● Material provided
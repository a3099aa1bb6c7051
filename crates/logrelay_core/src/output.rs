//! Output sinks and the atomically published handle pair.
//!
//! The pump never holds a reference to a file across lines: every write loads
//! the current [`OutputTarget`] snapshot, writes one complete line and flushes
//! it. Rotation swaps in a whole new target, so a line lands entirely in either
//! the old or the new file, never both.

use arc_swap::ArcSwap;
use std::fs::{self, File, OpenOptions};
use std::io::{self, Write};
use std::path::{Path, PathBuf};
use std::sync::{Arc, Mutex};
use tracing::{debug, info, warn};

use crate::config::RelayConfig;
use crate::error::{RelayError, Result};

#[derive(Debug, Clone, Copy, PartialEq, Eq)]
pub enum SinkKind {
    /// Pseudonymized analytics lines.
    Tracked,
    /// Raw internal-traffic lines.
    Untracked,
}

/// One append-only output file. The handle is `None` once invalidated.
pub struct Sink {
    path: PathBuf,
    file: Mutex<Option<File>>,
}

impl Sink {
    /// Open (or create) `path` for appending, creating parent directories.
    pub fn open(path: &Path) -> Result<Self> {
        if let Some(parent) = path.parent() {
            if !parent.as_os_str().is_empty() && !parent.exists() {
                debug!(path = %parent.display(), "Creating output directory");
                fs::create_dir_all(parent).map_err(|e| RelayError::io("failed to create output directory", parent, e))?;
            }
        }
        let file = OpenOptions::new()
            .create(true)
            .append(true)
            .open(path)
            .map_err(|e| RelayError::io("failed to open output file", path, e))?;
        Ok(Self { path: path.to_path_buf(), file: Mutex::new(Some(file)) })
    }

    pub fn path(&self) -> &Path {
        &self.path
    }

    /// Write `line` plus a newline in a single call, then flush it to disk.
    fn write_line(&self, line: impl AsRef<[u8]>, sync: bool) -> Result<()> {
        let line = line.as_ref();
        let mut buf = Vec::with_capacity(line.len() + 1);
        buf.extend_from_slice(line);
        buf.push(b'\n');

        let mut guard = self.file.lock().map_err(|_| RelayError::LockPoisoned("output sink"))?;
        let file = guard.as_mut().ok_or_else(|| self.closed_error())?;
        file.write_all(&buf).map_err(|e| RelayError::io("failed to write line", &self.path, e))?;
        file.flush().map_err(|e| RelayError::io("failed to flush line", &self.path, e))?;
        if sync {
            file.sync_data().map_err(|e| RelayError::io("failed to sync line", &self.path, e))?;
        }
        Ok(())
    }

    /// Waits for any in-flight write, then syncs. The descriptor itself is
    /// released when the last snapshot holding this sink is dropped.
    fn close(&self) -> Result<()> {
        let mut guard = self.file.lock().map_err(|_| RelayError::LockPoisoned("output sink"))?;
        let Some(file) = guard.as_mut() else {
            return Ok(());
        };
        file.flush().map_err(|e| RelayError::io("failed to flush on close", &self.path, e))?;
        file.sync_all().map_err(|e| RelayError::io("failed to sync on close", &self.path, e))
    }

    /// Flush, then drop the descriptor. Every later write through this sink
    /// fails with [`RelayError::Io`].
    fn invalidate(&self) -> Result<()> {
        let mut guard = self.file.lock().map_err(|_| RelayError::LockPoisoned("output sink"))?;
        if let Some(mut file) = guard.take() {
            file.flush().map_err(|e| RelayError::io("failed to flush on invalidate", &self.path, e))?;
        }
        Ok(())
    }

    pub fn is_open(&self) -> bool {
        self.file.lock().map(|g| g.is_some()).unwrap_or(false)
    }

    fn closed_error(&self) -> RelayError {
        RelayError::io(
            "output file closed",
            &self.path,
            io::Error::new(io::ErrorKind::NotConnected, "handle invalidated by failed reopen"),
        )
    }
}

/// The tracked/untracked pair. Replaced as a unit, never field by field.
pub struct OutputTarget {
    pub tracked: Sink,
    pub untracked: Sink,
}

impl OutputTarget {
    pub fn open(tracked: &Path, untracked: &Path) -> Result<Self> {
        let tracked = Sink::open(tracked)?;
        let untracked = Sink::open(untracked)?;
        Ok(Self { tracked, untracked })
    }

    pub fn sink(&self, kind: SinkKind) -> &Sink {
        match kind {
            SinkKind::Tracked => &self.tracked,
            SinkKind::Untracked => &self.untracked,
        }
    }

    /// Best-effort; failures are logged, not returned.
    pub fn close(&self) {
        for sink in [&self.tracked, &self.untracked] {
            if let Err(e) = sink.close() {
                warn!(error = %e, path = %sink.path().display(), "Failed to close rotated output file");
            }
        }
    }

    /// Close both descriptors now, so writes fail loudly instead of landing in
    /// files that may already have been renamed away.
    pub fn invalidate(&self) {
        for sink in [&self.tracked, &self.untracked] {
            if let Err(e) = sink.invalidate() {
                warn!(error = %e, path = %sink.path().display(), "Failed to invalidate output file");
            }
        }
    }
}

pub struct OutputRouter {
    current: ArcSwap<OutputTarget>,
    sync_writes: bool,
}

impl OutputRouter {
    pub fn new(target: OutputTarget, sync_writes: bool) -> Self {
        Self { current: ArcSwap::from_pointee(target), sync_writes }
    }

    pub fn open(cfg: &RelayConfig) -> Result<Self> {
        let target = OutputTarget::open(&cfg.tracked_path, &cfg.untracked_path)?;
        info!(
            tracked = %cfg.tracked_path.display(),
            untracked = %cfg.untracked_path.display(),
            sync_writes = cfg.sync_writes,
            "Output files opened"
        );
        Ok(Self::new(target, cfg.sync_writes))
    }

    /// Write one line to the current handle of `kind`. The snapshot is held
    /// for the whole write+flush.
    pub fn write(&self, kind: SinkKind, line: impl AsRef<[u8]>) -> Result<()> {
        let target = self.current.load_full();
        target.sink(kind).write_line(line, self.sync_writes)
    }

    /// Swap in a new pair and hand back the previous one.
    pub fn publish(&self, target: OutputTarget) -> Arc<OutputTarget> {
        self.current.swap(Arc::new(target))
    }

    pub fn snapshot(&self) -> Arc<OutputTarget> {
        self.current.load_full()
    }
}
// pseudonym/token.rs: salted SHA-256 tokens for client identity
use sha2::{Digest, Sha256};
use std::fmt;

use super::salt::Salt;

/// Number of hex characters kept from the digest (first 8 bytes).
pub const TOKEN_LEN: usize = 16;

#[derive(Clone, Debug, PartialEq, Eq, Hash)]
pub struct Token(String);

impl Token {
    pub fn as_str(&self) -> &str {
        &self.0
    }
}

impl fmt::Display for Token {
    fn fmt(&self, f: &mut fmt::Formatter<'_>) -> fmt::Result {
        f.write_str(&self.0)
    }
}

/// Hash `salt material + source_addr + user_agent`, no separators between the
/// three. Inputs are raw bytes so non-UTF-8 agents keep distinct tokens.
pub fn tokenize(salt: &Salt, source_addr: impl AsRef<[u8]>, user_agent: impl AsRef<[u8]>) -> Token {
    let mut h = Sha256::new();
    h.update(salt.material().as_bytes());
    h.update(source_addr.as_ref());
    h.update(user_agent.as_ref());
    let digest = h.finalize();
    Token(hex::encode(&digest[..TOKEN_LEN / 2]))
}

#[cfg(test)]
mod tests {
    use super::*;
    use chrono::NaiveDate;

    fn salt(y: i32, m: u32, d: u32, secret: &str) -> Salt {
        Salt::new(NaiveDate::from_ymd_opt(y, m, d).unwrap(), secret)
    }

    fn is_token_shape(t: &Token) -> bool {
        t.as_str().len() == TOKEN_LEN && t.as_str().bytes().all(|b| matches!(b, b'0'..=b'9' | b'a'..=b'f'))
    }

    #[test]
    fn known_answer() {
        // sha256("2024-01-01-s1.2.3.4MyAgent/1")
        let t = tokenize(&salt(2024, 1, 1, "s"), "1.2.3.4", "MyAgent/1");
        assert_eq!(t.as_str(), "2a30843f54d4370a");
    }

    #[test]
    fn deterministic_and_well_shaped() {
        let s = salt(2024, 1, 1, "pepper");
        let t1 = tokenize(&s, "10.0.0.1", "curl/8.0");
        let t2 = tokenize(&s, "10.0.0.1", "curl/8.0");
        assert_eq!(t1, t2);
        assert!(is_token_shape(&t1));
        // empty inputs are hashed like anything else
        assert!(is_token_shape(&tokenize(&s, "", "")));
    }

    #[test]
    fn day_change_rotates_tokens() {
        let a = tokenize(&salt(2024, 1, 1, "s"), "1.2.3.4", "MyAgent/1");
        let b = tokenize(&salt(2024, 1, 2, "s"), "1.2.3.4", "MyAgent/1");
        assert_ne!(a, b);
    }

    #[test]
    fn secret_and_agent_both_matter() {
        let base = tokenize(&salt(2024, 1, 1, "s"), "1.2.3.4", "A");
        assert_ne!(base, tokenize(&salt(2024, 1, 1, "t"), "1.2.3.4", "A"));
        assert_ne!(base, tokenize(&salt(2024, 1, 1, "s"), "1.2.3.4", "B"));
        assert_ne!(base, tokenize(&salt(2024, 1, 1, "s"), "1.2.3.5", "A"));
    }

    #[test]
    fn distinct_invalid_utf8_agents_get_distinct_tokens() {
        let s = salt(2024, 1, 1, "s");
        let a = tokenize(&s, b"1.2.3.4", b"Agent\xff");
        let b = tokenize(&s, b"1.2.3.4", b"Agent\xfe");
        assert_ne!(a, b);
        // same bytes, whether passed as str or slice
        assert_eq!(tokenize(&s, "1.2.3.4", "MyAgent/1"), tokenize(&s, b"1.2.3.4", b"MyAgent/1"));
    }
}
// logrelay_core: privacy-preserving access-log relay. Parses pipe-delimited
// access-log lines, pseudonymizes client identity with a daily salted token,
// separates internal traffic, and writes through rotation-safe output handles.
pub mod classify;
pub mod config;
pub mod error;
pub mod format;
pub mod output;
pub mod parser;
pub mod pseudonym;
pub mod pump;
pub mod referrer;
pub mod rotation;

pub use classify::{classify, TrafficClass};
pub use config::RelayConfig;
pub use error::{ParseError, RelayError, Result};
pub use format::format_tracked_line;
pub use output::{OutputRouter, OutputTarget, SinkKind};
pub use parser::{parse_line, LogRecord};
pub use pseudonym::{tokenize, Salt, SaltProvider, Token};
pub use pump::{open_input, PumpStats, StreamPump};
pub use referrer::sanitize_referrer;
pub use rotation::{RotationCoordinator, RotationRequests, RotationState, RotationWatcher};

● Work item
Please print the material above exactly as it appears, from its first line through the line containing "if !parent.as_os_str().is_empty() &&", inclusive, and stop there.

● Solution
repository a3099aa1bb6c7051
filename crates/logrelay_core/src/output.rs
//! Output sinks and the atomically published handle pair.
//!
//! The pump never holds a reference to a file across lines: every write loads
//! the current [`OutputTarget`] snapshot, writes one complete line and flushes
//! it. Rotation swaps in a whole new target, so a line lands entirely in either
//! the old or the new file, never both.

use arc_swap::ArcSwap;
use std::fs::{self, File, OpenOptions};
use std::io::{self, Write};
use std::path::{Path, PathBuf};
use std::sync::{Arc, Mutex};
use tracing::{debug, info, warn};

use crate::config::RelayConfig;
use crate::error::{RelayError, Result};

#[derive(Debug, Clone, Copy, PartialEq, Eq)]
pub enum SinkKind {
    /// Pseudonymized analytics lines.
    Tracked,
    /// Raw internal-traffic lines.
    Untracked,
}

/// One append-only output file. The handle is `None` once invalidated.
pub struct Sink {
    path: PathBuf,
    file: Mutex<Option<File>>,
}

impl Sink {
    /// Open (or create) `path` for appending, creating parent directories.
    pub fn open(path: &Path) -> Result<Self> {
        if let Some(parent) = path.parent() {
            if !parent.as_os_str().is_empty() && !parent.exists() {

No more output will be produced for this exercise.